In my machine there were three drives. * Boot / Root drive (sata) * /opt = archive & application file store (eide) * /share = mp3’s/application back ups (eide)

I originally thought that my boot drive was eide and that the drive that failed was sata. I was wrong, but I had already purchased two more sata drives that I could mirror with my adaptec card. This caused my first headache as I would have to move my booting drive off the sata and on to the new ones. Since this server is linux it is possible to do this with a disc copy utility called ‘dd’. That combined with an application called resize2fs would allow me to copy my partitions over to new drives, and then resize them to take advantage of the new space. Sounds good, right? It did go well, until I realized that I had a fake-raid controller that would munge the drives when I went to mirror them. At this junction I was left with a choice, either keep the original boot drive, throw one of my two drives in the machine, no future protection, just more storage, and call it a day, or.. Buy a real sata raid card (3Ware), and do the job the correct way.
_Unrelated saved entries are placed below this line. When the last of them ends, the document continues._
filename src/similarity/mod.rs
//! Cluster-scoped similarity ranking.

mod cosine;
mod engine;

pub use cosine::{compare_similarity_desc, cosine_similarity};
pub use engine::{ScoredTrack, SimilarityEngine};

/// Maximum number of tracks returned by recommendations and filters.
pub const RESULTS_LIMIT: usize = 5;
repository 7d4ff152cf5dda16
//! Common test infrastructure
//!
//! Tests should only import from this module, not from internal submodules.
//!
//! # Example
//!
//! ```no_run
//! mod common;
//! use common::{TestServer, TestClient, TEEN_SPIRIT};
//! use reqwest::StatusCode;
//!
//! #[tokio::test]
//! async fn test_recommend() {
//!     let server = TestServer::spawn().await;
//!     let client = TestClient::new(server.base_url.clone());
//!
//!     let response = client.recommend_song(TEEN_SPIRIT).await;
//!     assert_eq!(response.status(), StatusCode::OK);
//! }
//! ```

mod client;
mod constants;
mod fixtures;
mod server;

pub use client::TestClient;
pub use constants::*;
pub use server::TestServer;

#[allow(unused_imports)]
pub(crate) use fixtures::create_test_catalog;
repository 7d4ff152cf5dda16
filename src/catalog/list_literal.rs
//! Parsing of the list-literal cells used by the catalog source file, e.g.
//! `['Nirvana', "Guns N' Roses"]`.

use anyhow::{bail, Result};
use lazy_static::lazy_static;
use regex::Regex;

lazy_static! {
    static ref ITEM_REGEX: Regex =
        Regex::new(r#"\s*(?:'((?:[^'\\]|\\.)*)'|"((?:[^"\\]|\\.)*)")\s*(?:,|$)"#)
            .expect("Invalid Regex, this should be fixed at compile time.");
}

fn unescape(raw: &str) -> String {
    let mut out = String::with_capacity(raw.len());
    let mut chars = raw.chars();
    while let Some(c) = chars.next() {
        if c != '\\' {
            out.push(c);
            continue;
        }
        match chars.next() {
            Some('n') => out.push('\n'),
            Some('t') => out.push('\t'),
            Some(escaped @ ('\\' | '\'' | '"')) => out.push(escaped),
            Some(other) => {
                out.push('\\');
                out.push(other);
            }
            None => out.push('\\'),
        }
    }
    out
}

/// Parses a list literal of quoted strings. A blank input is an empty list.
pub fn parse_list_literal(text: &str) -> Result<Vec<String>> {
    let trimmed = text.trim();
    if trimmed.is_empty() {
        return Ok(vec![]);
    }

    let inner = match trimmed
        .strip_prefix('[')
        .and_then(|s| s.strip_suffix(']'))
    {
        Some(inner) => inner,
        None => bail!("Not a list literal: {}", text),
    };

    if inner.trim().is_empty() {
        return Ok(vec![]);
    }

    let mut items = vec![];
    let mut position = 0;
    for captures in ITEM_REGEX.captures_iter(inner) {
        let whole = captures.get(0).expect("Capture group 0 is always present.");
        if whole.start() != position {
            bail!("Unexpected content in list literal: {}", text);
        }
        position = whole.end();

        let raw = captures
            .get(1)
            .or_else(|| captures.get(2))
            .map(|m| m.as_str())
            .unwrap_or_default();
        items.push(unescape(raw));

        if position == inner.len() {
            break;
        }
    }

    if position != inner.len() || items.is_empty() {
        bail!("Malformed list literal: {}", text);
    }
    Ok(items)
}

/// Serializes items back into the list-literal form.
pub fn format_list_literal<T: AsRef<str>>(items: &[T]) -> String {
    let quoted: Vec<String> = items
        .iter()
        .map(|item| {
            let item = item.as_ref();
            if item.contains('\'') && !item.contains('"') {
                format!("\"{}\"", item)
            } else {
                format!("'{}'", item.replace('\\', "\\\\").replace('\'', "\\'"))
            }
        })
        .collect();
    format!("[{}]", quoted.join(", "))
}
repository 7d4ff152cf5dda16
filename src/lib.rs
//! Cluster Recommender Server Library
//!
//! Content-based song recommendations over a pre-clustered catalog, plus
//! popularity-ranked attribute filters. Modules are exposed for the
//! binaries and for integration tests.

pub mod catalog;
pub mod config;
pub mod enrichment;
pub mod error;
pub mod query;
pub mod server;
pub mod similarity;

// Re-export commonly used types for convenience
pub use catalog::{load_catalog, AttributeIndex, Catalog};
pub use enrichment::{ImageResolver, NoOpImageResolver};
pub use error::RecommenderError;
pub use server::{make_app, run_server, RequestsLoggingLevel, ServerConfig};
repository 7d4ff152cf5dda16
mod requests_logging;

pub use requests_logging::{log_requests, RequestsLoggingLevel};
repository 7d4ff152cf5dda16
use anyhow::{Context, Result};
use serde::Deserialize;
use std::path::Path;

#[derive(Debug, Deserialize, Default)]
#[serde(default)]
pub struct FileConfig {
    // Core settings (can override CLI)
    pub catalog_path: Option<String>,
    pub port: Option<u16>,
    pub bind_address: Option<String>,
    pub logging_level: Option<String>,

    // Feature configs
    pub lastfm: Option<LastFmFileConfig>,
}

#[derive(Debug, Deserialize, Default, Clone)]
#[serde(default)]
pub struct LastFmFileConfig {
    pub api_key: Option<String>,
    pub user_agent_email: Option<String>,
    pub base_url: Option<String>,
    pub timeout_sec: Option<u64>,
}

impl FileConfig {
    pub fn load(path: &Path) -> Result<Self> {
        let content = std::fs::read_to_string(path)
            .with_context(|| format!("Failed to read config file: {:?}", path))?;
        toml::from_str(&content).with_context(|| format!("Failed to parse config file: {:?}", path))
    }
}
As I was weighing the decisions and looking over the mayhem inside the opened server I noticed another possible issue.

Heat. The new sata drives were really hot, I mean felt like egg cooking hot. In reflection I should have grabbed my laser temperature thermometer and gauged it, but I digress. Let’s do the full monty I reasoned in my crazy state of mind. I ordered a HW raid controller, I ordered a PCI-Slot fan exhaust card. I picked up a 5.25” bay drive cooler for my original sata drive, I picked up an attachable 3.25” fan that goes right on the base of a new sata drive.

All of this material came in yesterday. I told all those connected to our inhouse system of impeding downtime and went to work at 4pm. This should have been rather easy. Take out all eide remenants, build the machine with dual sata controllers, rig all the new fans and power together, and I should have been looking at a grub boot screen. Of course not.

Welp, when things don’t work, you have to troubleshoot. To troubleshoot you can go at it one of two ways. Strip it all down and build it till it works again, or work in reverse and remove things until it the problem is understood. I generally choose to work at it in reverse because the belief is the problem should be rather high in the architecture. This is a flaw of mine since Murphy teaches me each time it’s something much farther down. No matter what BIOS was telling me, it would not hand over booting to either of my sata controllers.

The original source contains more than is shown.